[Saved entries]

┄┄┄┄┄┄┄┄┄┄

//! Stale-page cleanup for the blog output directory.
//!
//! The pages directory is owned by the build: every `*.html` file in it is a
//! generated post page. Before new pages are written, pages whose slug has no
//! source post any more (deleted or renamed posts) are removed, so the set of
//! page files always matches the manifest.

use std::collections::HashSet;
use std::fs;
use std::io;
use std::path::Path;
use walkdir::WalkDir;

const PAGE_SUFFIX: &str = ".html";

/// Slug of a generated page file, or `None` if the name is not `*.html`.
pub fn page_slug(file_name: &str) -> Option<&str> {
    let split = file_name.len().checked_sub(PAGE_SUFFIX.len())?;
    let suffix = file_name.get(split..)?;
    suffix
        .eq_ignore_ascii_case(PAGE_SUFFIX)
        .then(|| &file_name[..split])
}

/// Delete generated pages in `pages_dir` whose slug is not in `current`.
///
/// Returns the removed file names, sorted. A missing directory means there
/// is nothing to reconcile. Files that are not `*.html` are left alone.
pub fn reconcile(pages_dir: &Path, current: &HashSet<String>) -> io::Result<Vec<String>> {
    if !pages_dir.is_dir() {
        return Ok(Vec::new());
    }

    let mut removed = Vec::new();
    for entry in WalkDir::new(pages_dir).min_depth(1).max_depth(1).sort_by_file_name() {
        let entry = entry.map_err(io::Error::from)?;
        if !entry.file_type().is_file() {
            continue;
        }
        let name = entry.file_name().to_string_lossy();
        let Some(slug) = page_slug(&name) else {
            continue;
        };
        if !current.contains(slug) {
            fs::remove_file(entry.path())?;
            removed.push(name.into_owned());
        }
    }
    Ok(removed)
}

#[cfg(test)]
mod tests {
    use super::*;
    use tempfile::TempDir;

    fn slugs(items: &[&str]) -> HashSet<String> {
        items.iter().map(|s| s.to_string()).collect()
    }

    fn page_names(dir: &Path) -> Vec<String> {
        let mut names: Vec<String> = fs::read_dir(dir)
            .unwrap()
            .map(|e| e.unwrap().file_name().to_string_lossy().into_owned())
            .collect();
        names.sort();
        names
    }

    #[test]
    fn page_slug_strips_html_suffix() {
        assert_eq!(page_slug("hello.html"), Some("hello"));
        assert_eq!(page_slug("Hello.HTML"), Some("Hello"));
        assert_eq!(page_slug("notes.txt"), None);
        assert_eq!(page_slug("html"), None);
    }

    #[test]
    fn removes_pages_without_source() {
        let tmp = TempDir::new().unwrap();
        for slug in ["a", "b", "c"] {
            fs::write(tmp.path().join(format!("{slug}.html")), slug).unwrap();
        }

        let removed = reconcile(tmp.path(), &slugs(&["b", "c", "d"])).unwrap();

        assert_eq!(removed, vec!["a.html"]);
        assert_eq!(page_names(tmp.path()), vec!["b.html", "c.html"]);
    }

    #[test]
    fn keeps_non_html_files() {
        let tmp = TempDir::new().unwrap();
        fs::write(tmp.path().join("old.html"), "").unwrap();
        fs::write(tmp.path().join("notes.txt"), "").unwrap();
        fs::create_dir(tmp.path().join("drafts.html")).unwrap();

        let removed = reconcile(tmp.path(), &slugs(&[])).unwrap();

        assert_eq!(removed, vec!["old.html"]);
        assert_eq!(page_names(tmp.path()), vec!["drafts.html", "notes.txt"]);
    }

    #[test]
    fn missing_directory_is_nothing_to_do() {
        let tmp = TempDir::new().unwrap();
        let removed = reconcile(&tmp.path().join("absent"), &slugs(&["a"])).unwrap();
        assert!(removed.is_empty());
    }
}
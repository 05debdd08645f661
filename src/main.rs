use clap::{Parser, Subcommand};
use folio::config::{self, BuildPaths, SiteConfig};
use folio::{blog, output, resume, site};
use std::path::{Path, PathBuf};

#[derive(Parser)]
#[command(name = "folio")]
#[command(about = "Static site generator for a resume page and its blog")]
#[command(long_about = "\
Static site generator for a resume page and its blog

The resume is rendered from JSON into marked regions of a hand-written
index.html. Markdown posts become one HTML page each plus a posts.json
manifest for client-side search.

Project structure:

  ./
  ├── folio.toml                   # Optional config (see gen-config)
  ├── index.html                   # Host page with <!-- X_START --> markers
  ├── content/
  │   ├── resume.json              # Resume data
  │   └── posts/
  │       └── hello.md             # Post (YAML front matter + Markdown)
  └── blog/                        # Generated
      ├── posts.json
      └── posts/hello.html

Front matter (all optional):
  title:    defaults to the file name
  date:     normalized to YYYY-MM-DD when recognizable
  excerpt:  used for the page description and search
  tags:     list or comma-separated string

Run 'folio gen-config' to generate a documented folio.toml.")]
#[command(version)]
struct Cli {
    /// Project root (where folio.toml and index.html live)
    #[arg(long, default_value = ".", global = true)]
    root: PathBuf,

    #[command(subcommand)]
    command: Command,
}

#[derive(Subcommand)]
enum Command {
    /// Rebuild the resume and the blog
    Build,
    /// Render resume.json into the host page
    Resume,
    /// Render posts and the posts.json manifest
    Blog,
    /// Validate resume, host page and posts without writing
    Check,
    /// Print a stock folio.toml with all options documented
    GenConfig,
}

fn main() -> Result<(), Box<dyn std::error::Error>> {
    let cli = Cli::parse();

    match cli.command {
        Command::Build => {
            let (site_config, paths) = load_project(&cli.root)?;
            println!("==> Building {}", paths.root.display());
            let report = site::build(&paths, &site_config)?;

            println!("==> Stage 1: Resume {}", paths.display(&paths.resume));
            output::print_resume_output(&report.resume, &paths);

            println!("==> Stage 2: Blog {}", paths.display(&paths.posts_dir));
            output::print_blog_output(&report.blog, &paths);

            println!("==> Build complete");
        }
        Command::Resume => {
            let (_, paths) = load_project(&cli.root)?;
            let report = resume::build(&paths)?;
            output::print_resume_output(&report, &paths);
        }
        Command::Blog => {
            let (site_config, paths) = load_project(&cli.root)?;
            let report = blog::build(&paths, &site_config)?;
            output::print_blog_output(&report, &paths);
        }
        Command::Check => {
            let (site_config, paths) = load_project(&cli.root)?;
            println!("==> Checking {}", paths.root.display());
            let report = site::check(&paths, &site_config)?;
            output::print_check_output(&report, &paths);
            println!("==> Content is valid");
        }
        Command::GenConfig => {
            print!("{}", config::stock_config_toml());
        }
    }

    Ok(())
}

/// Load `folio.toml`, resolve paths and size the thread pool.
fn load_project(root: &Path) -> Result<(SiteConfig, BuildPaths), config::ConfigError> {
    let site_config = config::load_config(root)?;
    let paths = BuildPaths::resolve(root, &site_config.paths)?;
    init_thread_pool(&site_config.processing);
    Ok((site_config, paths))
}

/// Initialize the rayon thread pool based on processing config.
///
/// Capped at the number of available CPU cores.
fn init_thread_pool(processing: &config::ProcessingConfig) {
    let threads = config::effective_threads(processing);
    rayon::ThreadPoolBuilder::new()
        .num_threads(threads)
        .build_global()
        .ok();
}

┄┄┄┄┄┄┄┄┄┄

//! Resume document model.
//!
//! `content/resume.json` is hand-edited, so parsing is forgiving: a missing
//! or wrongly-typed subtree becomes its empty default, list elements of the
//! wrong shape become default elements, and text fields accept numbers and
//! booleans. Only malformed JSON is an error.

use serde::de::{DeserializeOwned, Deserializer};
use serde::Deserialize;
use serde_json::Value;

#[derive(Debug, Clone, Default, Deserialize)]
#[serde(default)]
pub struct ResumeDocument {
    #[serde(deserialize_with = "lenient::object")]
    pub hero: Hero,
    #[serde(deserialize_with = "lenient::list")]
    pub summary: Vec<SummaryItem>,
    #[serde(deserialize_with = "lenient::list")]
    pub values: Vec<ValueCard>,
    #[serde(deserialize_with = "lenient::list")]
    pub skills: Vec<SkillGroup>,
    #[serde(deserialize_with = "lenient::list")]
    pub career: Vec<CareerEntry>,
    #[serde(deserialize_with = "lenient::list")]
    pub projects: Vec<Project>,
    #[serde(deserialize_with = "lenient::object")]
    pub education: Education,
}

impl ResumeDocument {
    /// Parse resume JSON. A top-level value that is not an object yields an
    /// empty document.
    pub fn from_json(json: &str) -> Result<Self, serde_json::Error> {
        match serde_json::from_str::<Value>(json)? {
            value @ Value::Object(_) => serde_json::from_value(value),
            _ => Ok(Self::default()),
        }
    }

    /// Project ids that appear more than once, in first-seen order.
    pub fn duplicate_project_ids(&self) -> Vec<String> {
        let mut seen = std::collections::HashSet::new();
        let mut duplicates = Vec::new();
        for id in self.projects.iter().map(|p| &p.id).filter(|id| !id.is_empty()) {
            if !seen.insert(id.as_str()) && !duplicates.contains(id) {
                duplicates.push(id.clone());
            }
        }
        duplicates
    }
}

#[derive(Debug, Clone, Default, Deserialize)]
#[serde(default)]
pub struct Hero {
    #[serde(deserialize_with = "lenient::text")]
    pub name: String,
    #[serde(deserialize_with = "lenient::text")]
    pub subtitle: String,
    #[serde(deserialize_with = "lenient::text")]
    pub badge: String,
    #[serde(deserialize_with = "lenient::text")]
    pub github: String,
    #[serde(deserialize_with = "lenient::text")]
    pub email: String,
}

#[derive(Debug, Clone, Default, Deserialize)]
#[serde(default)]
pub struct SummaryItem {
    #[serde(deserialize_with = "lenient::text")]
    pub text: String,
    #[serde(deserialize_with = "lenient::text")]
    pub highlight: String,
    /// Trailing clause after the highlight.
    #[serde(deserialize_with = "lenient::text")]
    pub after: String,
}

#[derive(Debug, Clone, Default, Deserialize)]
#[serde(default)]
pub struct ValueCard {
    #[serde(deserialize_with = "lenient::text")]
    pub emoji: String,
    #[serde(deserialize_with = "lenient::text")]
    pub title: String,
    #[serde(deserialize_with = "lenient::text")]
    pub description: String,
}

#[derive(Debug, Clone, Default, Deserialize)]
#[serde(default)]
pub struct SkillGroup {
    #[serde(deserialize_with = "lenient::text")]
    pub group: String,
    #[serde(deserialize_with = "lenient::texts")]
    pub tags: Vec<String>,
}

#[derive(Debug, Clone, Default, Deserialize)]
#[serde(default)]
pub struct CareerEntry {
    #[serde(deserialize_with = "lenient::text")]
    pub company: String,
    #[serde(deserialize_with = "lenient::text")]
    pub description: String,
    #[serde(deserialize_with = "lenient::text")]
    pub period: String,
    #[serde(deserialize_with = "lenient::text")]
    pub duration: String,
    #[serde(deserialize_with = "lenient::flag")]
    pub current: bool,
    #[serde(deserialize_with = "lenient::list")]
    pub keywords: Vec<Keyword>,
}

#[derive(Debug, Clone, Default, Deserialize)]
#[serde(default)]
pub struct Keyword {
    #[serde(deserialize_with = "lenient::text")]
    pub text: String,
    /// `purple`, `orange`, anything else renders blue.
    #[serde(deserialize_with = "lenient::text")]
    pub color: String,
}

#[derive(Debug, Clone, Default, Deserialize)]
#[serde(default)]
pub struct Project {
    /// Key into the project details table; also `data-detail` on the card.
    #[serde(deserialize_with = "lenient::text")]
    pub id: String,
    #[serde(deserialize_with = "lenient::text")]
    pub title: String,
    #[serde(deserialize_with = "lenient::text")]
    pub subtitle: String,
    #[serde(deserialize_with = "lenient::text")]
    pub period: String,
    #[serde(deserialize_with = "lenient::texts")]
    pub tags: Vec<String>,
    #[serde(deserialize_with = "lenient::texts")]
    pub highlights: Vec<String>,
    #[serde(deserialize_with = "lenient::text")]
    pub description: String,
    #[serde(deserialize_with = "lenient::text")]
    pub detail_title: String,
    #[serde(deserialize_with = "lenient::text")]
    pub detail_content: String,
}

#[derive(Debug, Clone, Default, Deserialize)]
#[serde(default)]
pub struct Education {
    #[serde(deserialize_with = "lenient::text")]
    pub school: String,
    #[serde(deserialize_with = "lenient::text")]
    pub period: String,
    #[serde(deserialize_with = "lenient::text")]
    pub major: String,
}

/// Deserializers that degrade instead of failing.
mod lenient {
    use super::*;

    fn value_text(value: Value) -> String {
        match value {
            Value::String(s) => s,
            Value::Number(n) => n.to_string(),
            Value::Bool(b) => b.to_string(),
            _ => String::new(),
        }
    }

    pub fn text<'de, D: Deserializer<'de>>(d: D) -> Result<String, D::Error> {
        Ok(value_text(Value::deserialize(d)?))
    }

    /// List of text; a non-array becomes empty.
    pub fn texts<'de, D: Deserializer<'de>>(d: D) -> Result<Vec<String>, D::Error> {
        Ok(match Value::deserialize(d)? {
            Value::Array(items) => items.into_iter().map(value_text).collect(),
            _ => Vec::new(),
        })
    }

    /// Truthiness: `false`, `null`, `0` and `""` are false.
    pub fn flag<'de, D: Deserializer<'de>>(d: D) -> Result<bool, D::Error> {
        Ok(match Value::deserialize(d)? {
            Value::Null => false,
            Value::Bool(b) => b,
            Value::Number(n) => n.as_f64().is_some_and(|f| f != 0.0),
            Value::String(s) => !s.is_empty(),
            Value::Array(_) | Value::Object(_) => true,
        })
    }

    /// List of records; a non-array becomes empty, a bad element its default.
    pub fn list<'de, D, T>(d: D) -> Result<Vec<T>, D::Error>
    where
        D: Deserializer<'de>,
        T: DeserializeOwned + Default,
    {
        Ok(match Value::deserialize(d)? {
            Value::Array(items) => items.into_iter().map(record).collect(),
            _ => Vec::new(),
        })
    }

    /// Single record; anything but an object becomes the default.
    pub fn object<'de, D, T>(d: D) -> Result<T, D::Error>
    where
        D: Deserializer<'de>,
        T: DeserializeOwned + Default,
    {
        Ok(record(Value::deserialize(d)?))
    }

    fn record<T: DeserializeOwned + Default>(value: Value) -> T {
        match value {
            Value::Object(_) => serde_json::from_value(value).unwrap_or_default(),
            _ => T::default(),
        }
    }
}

┄┄┄┄┄┄┄┄┄┄

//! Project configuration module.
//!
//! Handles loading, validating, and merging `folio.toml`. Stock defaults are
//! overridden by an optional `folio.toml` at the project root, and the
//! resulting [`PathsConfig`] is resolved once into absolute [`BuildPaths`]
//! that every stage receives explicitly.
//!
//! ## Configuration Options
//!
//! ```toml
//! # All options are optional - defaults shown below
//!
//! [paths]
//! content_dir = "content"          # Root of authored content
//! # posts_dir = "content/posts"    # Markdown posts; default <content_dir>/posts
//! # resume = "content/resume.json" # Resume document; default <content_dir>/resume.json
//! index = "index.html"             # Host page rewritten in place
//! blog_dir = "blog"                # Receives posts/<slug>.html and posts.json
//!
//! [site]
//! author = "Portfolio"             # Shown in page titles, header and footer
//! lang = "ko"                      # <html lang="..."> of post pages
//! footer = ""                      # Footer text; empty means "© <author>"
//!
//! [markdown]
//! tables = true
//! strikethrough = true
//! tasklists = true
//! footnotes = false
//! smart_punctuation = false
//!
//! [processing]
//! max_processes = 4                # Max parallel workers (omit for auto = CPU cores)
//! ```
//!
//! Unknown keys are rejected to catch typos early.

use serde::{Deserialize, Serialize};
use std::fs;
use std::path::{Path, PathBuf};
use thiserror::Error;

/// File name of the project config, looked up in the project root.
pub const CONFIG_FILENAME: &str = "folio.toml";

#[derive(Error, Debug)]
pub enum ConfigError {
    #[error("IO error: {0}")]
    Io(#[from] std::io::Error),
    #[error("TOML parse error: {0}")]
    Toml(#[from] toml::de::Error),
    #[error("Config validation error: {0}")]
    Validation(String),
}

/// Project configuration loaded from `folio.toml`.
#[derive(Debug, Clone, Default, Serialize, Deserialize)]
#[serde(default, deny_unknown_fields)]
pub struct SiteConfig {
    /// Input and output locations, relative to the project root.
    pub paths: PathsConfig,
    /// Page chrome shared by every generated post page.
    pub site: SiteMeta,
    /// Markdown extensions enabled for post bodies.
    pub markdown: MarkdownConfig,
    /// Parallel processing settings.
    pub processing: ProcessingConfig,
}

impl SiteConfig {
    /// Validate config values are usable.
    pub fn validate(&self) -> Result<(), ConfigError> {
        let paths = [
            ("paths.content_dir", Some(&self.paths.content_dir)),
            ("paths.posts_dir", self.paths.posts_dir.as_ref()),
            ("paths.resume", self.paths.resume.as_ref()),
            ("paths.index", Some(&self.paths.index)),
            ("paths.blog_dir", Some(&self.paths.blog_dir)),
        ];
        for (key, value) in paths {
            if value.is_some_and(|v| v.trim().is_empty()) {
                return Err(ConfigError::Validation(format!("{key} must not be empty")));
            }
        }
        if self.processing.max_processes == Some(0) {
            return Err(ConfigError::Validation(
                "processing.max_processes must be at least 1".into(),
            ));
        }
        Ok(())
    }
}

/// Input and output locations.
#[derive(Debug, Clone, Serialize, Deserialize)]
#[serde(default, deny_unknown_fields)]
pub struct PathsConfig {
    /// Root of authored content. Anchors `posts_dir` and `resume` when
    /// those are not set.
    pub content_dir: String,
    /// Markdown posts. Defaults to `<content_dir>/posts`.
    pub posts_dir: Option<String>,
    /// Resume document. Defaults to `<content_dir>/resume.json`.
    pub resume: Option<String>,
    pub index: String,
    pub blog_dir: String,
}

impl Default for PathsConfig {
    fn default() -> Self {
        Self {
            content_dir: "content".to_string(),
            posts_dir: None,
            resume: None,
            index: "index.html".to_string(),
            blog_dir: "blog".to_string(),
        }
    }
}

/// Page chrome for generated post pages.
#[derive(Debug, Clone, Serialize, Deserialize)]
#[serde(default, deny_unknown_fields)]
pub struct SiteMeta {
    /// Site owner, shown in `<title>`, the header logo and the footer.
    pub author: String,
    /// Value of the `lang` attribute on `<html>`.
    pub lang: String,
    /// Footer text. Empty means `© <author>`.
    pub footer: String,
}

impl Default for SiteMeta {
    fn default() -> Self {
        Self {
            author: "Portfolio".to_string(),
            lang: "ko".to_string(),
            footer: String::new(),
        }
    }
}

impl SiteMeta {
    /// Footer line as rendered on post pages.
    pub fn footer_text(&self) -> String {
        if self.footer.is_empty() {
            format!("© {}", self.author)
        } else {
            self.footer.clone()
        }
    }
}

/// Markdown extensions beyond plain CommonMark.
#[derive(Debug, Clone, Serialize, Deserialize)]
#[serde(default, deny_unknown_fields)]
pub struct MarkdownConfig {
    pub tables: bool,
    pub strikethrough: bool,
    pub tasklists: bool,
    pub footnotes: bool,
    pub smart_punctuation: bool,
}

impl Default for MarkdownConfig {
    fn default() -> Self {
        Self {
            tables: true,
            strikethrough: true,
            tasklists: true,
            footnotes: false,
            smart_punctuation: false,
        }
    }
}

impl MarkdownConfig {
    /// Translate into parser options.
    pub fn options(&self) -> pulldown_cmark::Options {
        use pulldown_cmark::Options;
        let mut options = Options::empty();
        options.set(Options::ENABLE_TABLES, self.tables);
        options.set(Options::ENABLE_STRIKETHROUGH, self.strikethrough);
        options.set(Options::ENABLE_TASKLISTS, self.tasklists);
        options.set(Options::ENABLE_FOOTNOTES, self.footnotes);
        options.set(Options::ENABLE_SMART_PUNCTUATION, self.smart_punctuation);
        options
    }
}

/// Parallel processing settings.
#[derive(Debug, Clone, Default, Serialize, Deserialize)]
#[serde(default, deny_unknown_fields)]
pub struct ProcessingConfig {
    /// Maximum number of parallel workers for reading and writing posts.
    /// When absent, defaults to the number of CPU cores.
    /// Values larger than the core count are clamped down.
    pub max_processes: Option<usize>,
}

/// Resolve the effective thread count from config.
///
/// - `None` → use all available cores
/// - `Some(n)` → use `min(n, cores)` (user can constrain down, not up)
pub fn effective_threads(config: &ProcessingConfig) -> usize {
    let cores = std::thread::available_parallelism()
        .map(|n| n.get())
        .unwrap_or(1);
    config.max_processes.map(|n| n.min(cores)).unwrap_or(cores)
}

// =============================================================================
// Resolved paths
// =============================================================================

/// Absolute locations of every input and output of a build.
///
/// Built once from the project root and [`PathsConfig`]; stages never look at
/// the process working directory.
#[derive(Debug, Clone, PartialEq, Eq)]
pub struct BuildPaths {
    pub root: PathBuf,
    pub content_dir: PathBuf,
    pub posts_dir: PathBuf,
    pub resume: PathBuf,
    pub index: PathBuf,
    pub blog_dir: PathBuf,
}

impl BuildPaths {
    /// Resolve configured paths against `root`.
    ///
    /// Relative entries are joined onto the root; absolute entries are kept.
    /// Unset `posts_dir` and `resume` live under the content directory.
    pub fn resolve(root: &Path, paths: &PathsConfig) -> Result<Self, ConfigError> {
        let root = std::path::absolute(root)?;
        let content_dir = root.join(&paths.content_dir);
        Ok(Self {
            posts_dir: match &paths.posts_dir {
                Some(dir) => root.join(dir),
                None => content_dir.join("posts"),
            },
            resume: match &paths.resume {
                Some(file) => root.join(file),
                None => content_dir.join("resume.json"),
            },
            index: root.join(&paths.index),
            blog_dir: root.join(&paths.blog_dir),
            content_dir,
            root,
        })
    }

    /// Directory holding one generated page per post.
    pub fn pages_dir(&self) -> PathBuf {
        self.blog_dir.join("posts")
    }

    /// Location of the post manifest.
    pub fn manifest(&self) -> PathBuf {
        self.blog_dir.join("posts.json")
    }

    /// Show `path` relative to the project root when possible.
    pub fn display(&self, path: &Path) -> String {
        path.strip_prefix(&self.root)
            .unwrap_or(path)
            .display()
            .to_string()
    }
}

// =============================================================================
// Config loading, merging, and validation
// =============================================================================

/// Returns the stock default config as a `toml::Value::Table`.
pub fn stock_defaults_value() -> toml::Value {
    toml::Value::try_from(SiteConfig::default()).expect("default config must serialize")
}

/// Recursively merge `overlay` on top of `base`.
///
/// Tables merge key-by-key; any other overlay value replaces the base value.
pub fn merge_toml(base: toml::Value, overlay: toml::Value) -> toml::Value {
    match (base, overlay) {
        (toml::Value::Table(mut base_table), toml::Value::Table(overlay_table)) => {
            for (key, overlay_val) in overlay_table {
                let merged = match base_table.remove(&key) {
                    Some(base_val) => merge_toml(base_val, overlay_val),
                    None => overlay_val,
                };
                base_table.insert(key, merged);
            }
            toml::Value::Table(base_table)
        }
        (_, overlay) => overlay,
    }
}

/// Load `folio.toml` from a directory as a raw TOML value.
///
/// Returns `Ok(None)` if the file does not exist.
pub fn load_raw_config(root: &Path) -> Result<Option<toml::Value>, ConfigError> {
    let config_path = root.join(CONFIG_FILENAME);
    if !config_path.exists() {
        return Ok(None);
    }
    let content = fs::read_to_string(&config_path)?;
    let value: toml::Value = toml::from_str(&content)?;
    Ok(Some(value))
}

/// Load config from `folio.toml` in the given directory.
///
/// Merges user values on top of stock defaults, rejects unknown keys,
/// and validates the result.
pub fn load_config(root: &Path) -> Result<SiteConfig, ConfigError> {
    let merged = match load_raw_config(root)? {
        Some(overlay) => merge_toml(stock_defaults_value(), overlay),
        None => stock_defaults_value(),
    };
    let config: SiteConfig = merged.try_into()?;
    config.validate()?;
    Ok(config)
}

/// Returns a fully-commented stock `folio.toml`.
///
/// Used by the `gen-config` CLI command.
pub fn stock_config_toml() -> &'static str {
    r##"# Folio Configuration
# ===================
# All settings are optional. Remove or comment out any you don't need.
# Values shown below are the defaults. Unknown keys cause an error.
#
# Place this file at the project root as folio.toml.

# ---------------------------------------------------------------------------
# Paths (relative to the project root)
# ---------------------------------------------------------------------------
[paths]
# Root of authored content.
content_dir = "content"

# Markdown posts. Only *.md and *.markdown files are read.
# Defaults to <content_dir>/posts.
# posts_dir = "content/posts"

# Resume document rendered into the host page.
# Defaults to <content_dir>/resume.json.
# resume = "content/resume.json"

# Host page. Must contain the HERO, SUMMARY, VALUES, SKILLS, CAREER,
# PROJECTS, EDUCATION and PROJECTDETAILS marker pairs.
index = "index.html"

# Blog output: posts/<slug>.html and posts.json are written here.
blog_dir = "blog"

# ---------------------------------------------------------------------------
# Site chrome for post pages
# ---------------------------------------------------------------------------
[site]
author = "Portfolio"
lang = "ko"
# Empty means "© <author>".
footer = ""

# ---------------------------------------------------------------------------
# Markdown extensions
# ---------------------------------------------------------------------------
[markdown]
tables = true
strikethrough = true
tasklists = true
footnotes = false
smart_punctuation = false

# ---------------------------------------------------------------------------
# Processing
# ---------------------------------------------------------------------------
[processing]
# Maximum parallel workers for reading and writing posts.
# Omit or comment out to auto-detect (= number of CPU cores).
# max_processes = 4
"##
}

┄┄┄┄┄┄┄┄┄┄

Starting at the line above that contains "blog output directory.", repeat each line exactly up to and including the line that contains "of a generated", and stop there.

◆ Output of the exercise
//! Stale-page cleanup for the blog output directory.
//!
//! The pages directory is owned by the build: every `*.html` file in it is a
//! generated post page. Before new pages are written, pages whose slug has no
//! source post any more (deleted or renamed posts) are removed, so the set of
//! page files always matches the manifest.

use std::collections::HashSet;
use std::fs;
use std::io;
use std::path::Path;
use walkdir::WalkDir;

const PAGE_SUFFIX: &str = ".html";

/// Slug of a generated page file, or `None` if the name is not `*.html`.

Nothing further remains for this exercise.